Task requirements: Your answer should show every line of the material below that includes "JsonRpcError".

Recorded information:
//! JSON-RPC envelopes and the MCP payloads steward uses

use serde::{Deserialize, Serialize};
use serde_json::{json, Value};

use crate::{McpError, Result};

/// Protocol revision sent during the handshake
pub const PROTOCOL_VERSION: &str = "2024-11-05";

/// Outgoing request or notification
#[derive(Debug, Clone, Serialize)]
pub struct JsonRpcRequest {
    pub jsonrpc: &'static str,
    #[serde(skip_serializing_if = "Option::is_none")]
    pub id: Option<u64>,
    pub method: String,
    #[serde(skip_serializing_if = "Option::is_none")]
    pub params: Option<Value>,
}

impl JsonRpcRequest {
    pub fn new(id: u64, method: impl Into<String>, params: Option<Value>) -> Self {
        Self {
            jsonrpc: "2.0",
            id: Some(id),
            method: method.into(),
            params,
        }
    }

    pub fn notification(method: impl Into<String>, params: Option<Value>) -> Self {
        Self {
            jsonrpc: "2.0",
            id: None,
            method: method.into(),
            params,
        }
    }
}

/// Error object of a failed response
#[derive(Debug, Clone, Deserialize)]
pub struct JsonRpcError {
    pub code: i64,
    pub message: String,
    #[serde(default)]
    pub data: Option<Value>,
}

/// Response to one of our requests
#[derive(Debug, Clone, Deserialize)]
pub struct JsonRpcResponse {
    pub id: Value,
    #[serde(default)]
    pub result: Option<Value>,
    #[serde(default)]
    pub error: Option<JsonRpcError>,
}

impl JsonRpcResponse {
    pub fn into_result(self) -> Result<Value> {
        if let Some(err) = self.error {
            return Err(McpError::Rpc {
                code: err.code,
                message: err.message,
            });
        }
        Ok(self.result.unwrap_or(Value::Null))
    }
}

/// Anything the server can write on its output stream
#[derive(Debug)]
pub enum Incoming {
    Response(JsonRpcResponse),
    Notification { method: String },
    Request { id: Value, method: String },
}

impl Incoming {
    pub fn parse(line: &str) -> Result<Self> {
        let value: Value = serde_json::from_str(line)?;
        let method = value
            .get("method")
            .and_then(|m| m.as_str())
            .map(|m| m.to_string());
        let id = value.get("id").filter(|id| !id.is_null()).cloned();

        match (method, id) {
            (Some(method), Some(id)) => Ok(Incoming::Request { id, method }),
            (Some(method), None) => Ok(Incoming::Notification { method }),
            (None, _) => Ok(Incoming::Response(serde_json::from_value(value)?)),
        }
    }
}

/// Server identity reported by `initialize`
#[derive(Debug, Clone, Default, Deserialize)]
pub struct ServerInfo {
    #[serde(default)]
    pub name: String,
    #[serde(default)]
    pub version: String,
}

#[derive(Debug, Clone, Deserialize)]
#[serde(rename_all = "camelCase")]
pub struct InitializeResult {
    #[serde(default)]
    pub protocol_version: String,
    #[serde(default)]
    pub server_info: ServerInfo,
    #[serde(default)]
    pub capabilities: Value,
}

pub fn initialize_params(client_name: &str, client_version: &str) -> Value {
    json!({
        "protocolVersion": PROTOCOL_VERSION,
        "capabilities": {},
        "clientInfo": { "name": client_name, "version": client_version }
    })
}

/// Tool as declared by `tools/list`
#[derive(Debug, Clone, Deserialize)]
#[serde(rename_all = "camelCase")]
pub struct McpTool {
    pub name: String,
    #[serde(default)]
    pub description: Option<String>,
    #[serde(default = "empty_object_schema")]
    pub input_schema: Value,
}

fn empty_object_schema() -> Value {
    json!({ "type": "object", "properties": {} })
}

#[derive(Debug, Clone, Deserialize)]
#[serde(rename_all = "camelCase")]
pub struct ToolsListResult {
    #[serde(default)]
    pub tools: Vec<McpTool>,
    #[serde(default)]
    pub next_cursor: Option<String>,
}

/// One item of a tool result
#[derive(Debug, Clone, Deserialize, PartialEq)]
#[serde(tag = "type", rename_all = "lowercase")]
pub enum ContentItem {
    Text {
        text: String,
    },
    Image {
        #[serde(rename = "mimeType", default)]
        mime_type: String,
    },
    Resource {
        resource: Value,
    },
    #[serde(other)]
    Other,
}

#[derive(Debug, Clone, Deserialize)]
#[serde(rename_all = "camelCase")]
pub struct CallToolResult {
    #[serde(default)]
    pub content: Vec<ContentItem>,
    #[serde(default)]
    pub is_error: bool,
}

impl CallToolResult {
    /// Flatten the content into text for the model
    pub fn text(&self) -> String {
        self.content
            .iter()
            .map(|item| match item {
                ContentItem::Text { text } => text.clone(),
                ContentItem::Image { mime_type } => format!("[image: {}]", mime_type),
                ContentItem::Resource { resource } => resource
                    .get("text")
                    .and_then(|t| t.as_str())
                    .map(|t| t.to_string())
                    .unwrap_or_else(|| resource.to_string()),
                ContentItem::Other => "[unsupported content]".to_string(),
            })
            .collect::<Vec<_>>()
            .join("\n")
    }
}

Task answer:
pub struct JsonRpcError {
    pub error: Option<JsonRpcError>,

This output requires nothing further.